Time-resolved phylogenetic tree of all concatenated coding regions of the 42 phylogenetically distinct MERS-CoV genomes (see Materials and Methods for further details). A discrete traits model implemented in BEAST version 1.7.5 (36) was used to determine the most probable geographical location for each branch; a change in branch color indicates a geographical location change during its evolutionary history. Posterior probabilities for the inferred geographical locations are indicated at the nodes, an asterisk at a node indicates a posterior probability of >0.9 for that clade, and time is indicated on the x axis.

FIG 3

Bayesian skyline plot (BSP) showing the changes in effective population size of MERS-CoV across time. The dashed black line indicates the median population size estimated from the BMCMC used in the inference of the time-resolved phylogeny (see Fig. 2 and Materials and Methods). The gray shading indicates the 95% highest posterior density of the estimated population size.

FIG 4

Distribution of MERS-CoV clades in time and space. (A) All available MERS-CoV genomes were stratified by phylogenetic clade (see Fig. 1) and plotted by virus sample date. The length of each clade was determined as the difference in days between the first and last observed sample of that virus and yielded the following values: Al-Hasa (21 April 2013 to 22 June 2013; 62 days), Riyadh_3 (5 February 2013 to 2 July 2013; 147 days), Buraidah_1 viruses (3 May 2013 to 5 August 2013; 84 days), and Hafr-Al-Batin_1 (4 June 2013 to 01 October 2013; 119 days). (B) All available MERS-CoV genomes were stratified by phylogenetic clade (see Fig. 1) and plotted by the case location.
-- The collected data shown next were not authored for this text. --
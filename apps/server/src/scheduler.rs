//! Background scheduler for the daily price update.
//!
//! Runs `DailyUpdateJob` once a day at a fixed UTC wall-clock time.

use std::sync::Arc;

use chrono::{DateTime, Duration as ChronoDuration, NaiveTime, Utc};
use tokio::time::Duration;
use tracing::{error, info, warn};

use pricesync_core::sync::DailyUpdateJob;

use crate::main_lib::AppState;

/// Starts the background daily update scheduler.
pub fn start_daily_update_scheduler(state: Arc<AppState>, at: NaiveTime) {
    let job = state.daily_job.clone();
    tokio::spawn(async move {
        info!("Daily update scheduler started ({} UTC)", at.format("%H:%M"));
        loop {
            let wait = duration_until_next_run(Utc::now(), at);
            info!("Next daily update in {} minutes", wait.as_secs() / 60);
            tokio::time::sleep(wait).await;
            run_daily_update(&job).await;
        }
    });
}

/// Runs the job once and logs the outcome.
pub async fn run_daily_update(job: &DailyUpdateJob) {
    info!("Running daily price update...");
    match job.run().await {
        Ok(summary) => {
            let overview = summary.overview();
            if let Some(cleanup_error) = &overview.cleanup_error {
                warn!("Daily update cleanup failed: {}", cleanup_error);
            }
            info!(
                "Daily update completed: {}/{} symbols updated, {} failed, {:?} points pruned in {} ms",
                overview.succeeded,
                overview.total,
                overview.failed,
                overview.deleted_points,
                overview.duration_ms
            );
        }
        Err(e) => error!("Daily update failed: {}", e),
    }
}

/// Time from `now` until the next occurrence of `at` (UTC). A run time equal
/// to `now` is scheduled for the following day.
pub fn duration_until_next_run(now: DateTime<Utc>, at: NaiveTime) -> Duration {
    let today = now.date_naive().and_time(at).and_utc();
    let next = if today > now {
        today
    } else {
        today + ChronoDuration::days(1)
    };
    (next - now).to_std().unwrap_or(Duration::ZERO)
}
Cities are indicated by small black circles, and sequenced viruses by larger circles colored according to phylogenetic clade.

FIG 5

Substitutions in MERS-CoV spike proteins. All available KSA MERS-CoV spike ORFs were translated, the proteins aligned, and amino acid differences from the reconstructed ancestral clade B protein determined; changes observed in more than one genome are marked by vertical colored bars, with the new amino acid residue coded as shown at the bottom. Gray bars indicate a gap in sequence coverage. Functional domains of the spike (S) protein are marked and include the N-terminal domain, the receptor binding domain, the fusion domain (Fusion), heptad repeats 1 and 2 (HR1 and HR2) (20, 42), the transmembrane (TM) domain, and the cytoplasmic (Endo) domain (43).